— Task brief —
Look through the records below for the line with "pub fn as_bool(&self)" and the line with "#[allow(clippy::struct_excessive_bools)]", then return those lines and all lines between, exactly.

··· Records for processing ···

// SPDX-License-Identifier: MPL-2.0
// This Source Code Form is subject to the terms of the Mozilla Public
// License, v. 2.0. If a copy of the MPL was not distributed with this
// file, You can obtain one at https://mozilla.org/MPL/2.0/.

//! Host capabilities and the capability sets of each model family.
//!
//! A capability is a named property the host platform displays or controls
//! (`onoff`, `measure_power`, ...). Which capabilities a device exposes
//! depends on its [`ModelFamily`] and on whether it is a child socket.

use std::fmt;

use serde::{Deserialize, Serialize};

use crate::types::{ColorMode, ModelFamily};

/// A named host capability.
#[derive(Debug, Clone, Copy, PartialEq, Eq, Hash, PartialOrd, Ord, Serialize, Deserialize)]
#[serde(rename_all = "snake_case")]
pub enum Capability {
    /// Relay or bulb on/off.
    #[serde(rename = "onoff")]
    OnOff,
    /// Status LED on/off.
    #[serde(rename = "ledonoff")]
    LedOnOff,
    /// Brightness as a fraction.
    Dim,
    /// Hue as a fraction.
    LightHue,
    /// Saturation as a fraction.
    LightSaturation,
    /// Color temperature as a fraction (1.0 is warmest).
    LightTemperature,
    /// Color or temperature mode.
    LightMode,
    /// Instantaneous power in Watts.
    MeasurePower,
    /// Voltage in Volts.
    MeasureVoltage,
    /// Current in Amperes.
    MeasureCurrent,
    /// Cumulative energy in kWh, after the energy offset.
    MeterPower,
}

impl Capability {
    /// Returns the host capability name.
    #[must_use]
    pub const fn as_str(self) -> &'static str {
        match self {
            Self::OnOff => "onoff",
            Self::LedOnOff => "ledonoff",
            Self::Dim => "dim",
            Self::LightHue => "light_hue",
            Self::LightSaturation => "light_saturation",
            Self::LightTemperature => "light_temperature",
            Self::LightMode => "light_mode",
            Self::MeasurePower => "measure_power",
            Self::MeasureVoltage => "measure_voltage",
            Self::MeasureCurrent => "measure_current",
            Self::MeterPower => "meter_power",
        }
    }
}

impl fmt::Display for Capability {
    fn fmt(&self, f: &mut fmt::Formatter<'_>) -> fmt::Result {
        f.write_str(self.as_str())
    }
}

/// A value pushed to a host capability.
#[derive(Debug, Clone, Copy, PartialEq, Serialize, Deserialize)]
#[serde(untagged)]
pub enum CapabilityValue {
    /// Boolean capabilities (`onoff`, `ledonoff`).
    Bool(bool),
    /// Numeric capabilities (fractions and measurements).
    Number(f64),
    /// The `light_mode` capability.
    Mode(ColorMode),
}

impl CapabilityValue {
    /// Returns the boolean value, if this is a boolean.
    #[must_use]
    pub fn as_bool(&self) -> Option<bool> {
        match self {
            Self::Bool(value) => Some(*value),
            _ => None,
        }
    }

    /// Returns the numeric value, if this is a number.
    #[must_use]
    pub fn as_f64(&self) -> Option<f64> {
        match self {
            Self::Number(value) => Some(*value),
            _ => None,
        }
    }
}

impl fmt::Display for CapabilityValue {
    fn fmt(&self, f: &mut fmt::Formatter<'_>) -> fmt::Result {
        match self {
            Self::Bool(value) => write!(f, "{value}"),
            Self::Number(value) => write!(f, "{value}"),
            Self::Mode(mode) => write!(f, "{mode}"),
        }
    }
}

/// Capabilities of a polled device.
///
/// `onoff` is always present; the flags below add the optional groups.
///
/// # Examples
///
/// ```
/// use kasa_poller::{Capabilities, Capability};
/// use kasa_poller::types::ModelFamily;
///
/// let plug = Capabilities::for_family(ModelFamily::EnergyPlug, false);
/// assert!(plug.supports(Capability::MeterPower));
///
/// // Power strip sockets meter energy but have no LED of their own.
/// let socket = Capabilities::for_family(ModelFamily::PowerStrip, true);
/// assert!(!socket.supports(Capability::LedOnOff));
/// ```
#[derive(Debug, Clone, Copy, PartialEq, Eq, Default)]
// Each boolean is an independent capability group.
#[allow(clippy::struct_excessive_bools)]
pub struct Capabilities {
    /// Has a controllable status LED.
    pub led: bool,
    /// Supports brightness.
    pub dimmer: bool,
    /// Supports color temperature and the `light_mode` capability.
    pub color_temp: bool,
    /// Supports hue and saturation.
    pub color: bool,
    /// Reports power, voltage, current and cumulative energy.
    pub energy: bool,
}

impl Capabilities {
    /// Returns the capability set for a model family.
    ///
    /// `is_child` is set for a single socket of a power strip.
    #[must_use]
    pub const fn for_family(family: ModelFamily, is_child: bool) -> Self {
        match family {
            ModelFamily::Plug => Self {
                led: true,
                dimmer: false,
                color_temp: false,
                color: false,
                energy: false,
            },
            ModelFamily::EnergyPlug => Self {
                led: true,
                dimmer: false,
                color_temp: false,
                color: false,
                energy: true,
            },
            ModelFamily::Dimmer => Self {
                led: true,
                dimmer: true,
                color_temp: false,
                color: false,
                energy: false,
            },
            ModelFamily::PowerStrip => Self {
                led: !is_child,
                dimmer: false,
                color_temp: false,
                color: false,
                energy: true,
            },
            ModelFamily::Bulb => Self {
                led: false,
                dimmer: true,
                color_temp: false,
                color: false,
                energy: false,
            },
            ModelFamily::TunableBulb => Self {
                led: false,
                dimmer: true,
                color_temp: true,
                color: false,
                energy: false,
            },
            ModelFamily::ColorBulb => Self {
                led: false,
                dimmer: true,
                color_temp: true,
                color: true,
                energy: false,
            },
        }
    }

    /// Returns `true` if the capability is exposed.
    #[must_use]
    pub const fn supports(&self, capability: Capability) -> bool {
        match capability {
            Capability::OnOff => true,
            Capability::LedOnOff => self.led,
            Capability::Dim => self.dimmer,
            Capability::LightHue | Capability::LightSaturation => self.color,
            Capability::LightTemperature | Capability::LightMode => self.color_temp,
            Capability::MeasurePower
            | Capability::MeasureVoltage
            | Capability::MeasureCurrent
            | Capability::MeterPower => self.energy,
        }
    }

    /// Returns every exposed capability, in a stable order.
    #[must_use]
    pub fn list(&self) -> Vec<Capability> {
        [
            Capability::OnOff,
            Capability::LedOnOff,
            Capability::Dim,
            Capability::LightHue,
            Capability::LightSaturation,
            Capability::LightTemperature,
            Capability::LightMode,
            Capability::MeasurePower,
            Capability::MeasureVoltage,
            Capability::MeasureCurrent,
            Capability::MeterPower,
        ]
        .into_iter()
        .filter(|c| self.supports(*c))
        .collect()
    }
}

#[cfg(test)]
mod tests {
    use super::*;

    #[test]
    fn plain_plug_has_relay_and_led_only() {
        let caps = Capabilities::for_family(ModelFamily::Plug, false);
        assert_eq!(caps.list(), vec![Capability::OnOff, Capability::LedOnOff]);
    }

    #[test]
    fn color_bulb_has_all_light_capabilities() {
        let caps = Capabilities::for_family(ModelFamily::ColorBulb, false);
        assert!(caps.supports(Capability::LightHue));
        assert!(caps.supports(Capability::LightMode));
        assert!(!caps.supports(Capability::MeterPower));
        assert!(!caps.supports(Capability::LedOnOff));
    }

    #[test]
    fn tunable_bulb_has_no_hue() {
        let caps = Capabilities::for_family(ModelFamily::TunableBulb, false);
        assert!(caps.supports(Capability::LightTemperature));
        assert!(!caps.supports(Capability::LightSaturation));
    }

    #[test]
    fn capability_names() {
        assert_eq!(Capability::OnOff.as_str(), "onoff");
        assert_eq!(Capability::MeterPower.to_string(), "meter_power");
        let json = serde_json::to_string(&Capability::LedOnOff).unwrap();
        assert_eq!(json, "\"ledonoff\"");
        let json = serde_json::to_string(&Capability::MeasureVoltage).unwrap();
        assert_eq!(json, "\"measure_voltage\"");
    }

    #[test]
    fn capability_value_serializes_untagged() {
        assert_eq!(
            serde_json::to_string(&CapabilityValue::Bool(true)).unwrap(),
            "true"
        );
        assert_eq!(
            serde_json::to_string(&CapabilityValue::Mode(ColorMode::Color)).unwrap(),
            "\"color\""
        );
        assert_eq!(CapabilityValue::Number(42.3).as_f64(), Some(42.3));
    }
}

···

— Written answer —
    pub fn as_bool(&self) -> Option<bool> {
        match self {
            Self::Bool(value) => Some(*value),
            _ => None,
        }
    }

    /// Returns the numeric value, if this is a number.
    #[must_use]
    pub fn as_f64(&self) -> Option<f64> {
        match self {
            Self::Number(value) => Some(*value),
            _ => None,
        }
    }
}

impl fmt::Display for CapabilityValue {
    fn fmt(&self, f: &mut fmt::Formatter<'_>) -> fmt::Result {
        match self {
            Self::Bool(value) => write!(f, "{value}"),
            Self::Number(value) => write!(f, "{value}"),
            Self::Mode(mode) => write!(f, "{mode}"),
        }
    }
}

/// Capabilities of a polled device.
///
/// `onoff` is always present; the flags below add the optional groups.
///
/// # Examples
///
/// ```
/// use kasa_poller::{Capabilities, Capability};
/// use kasa_poller::types::ModelFamily;
///
/// let plug = Capabilities::for_family(ModelFamily::EnergyPlug, false);
/// assert!(plug.supports(Capability::MeterPower));
///
/// // Power strip sockets meter energy but have no LED of their own.
/// let socket = Capabilities::for_family(ModelFamily::PowerStrip, true);
/// assert!(!socket.supports(Capability::LedOnOff));
/// ```
#[derive(Debug, Clone, Copy, PartialEq, Eq, Default)]
// Each boolean is an independent capability group.
#[allow(clippy::struct_excessive_bools)]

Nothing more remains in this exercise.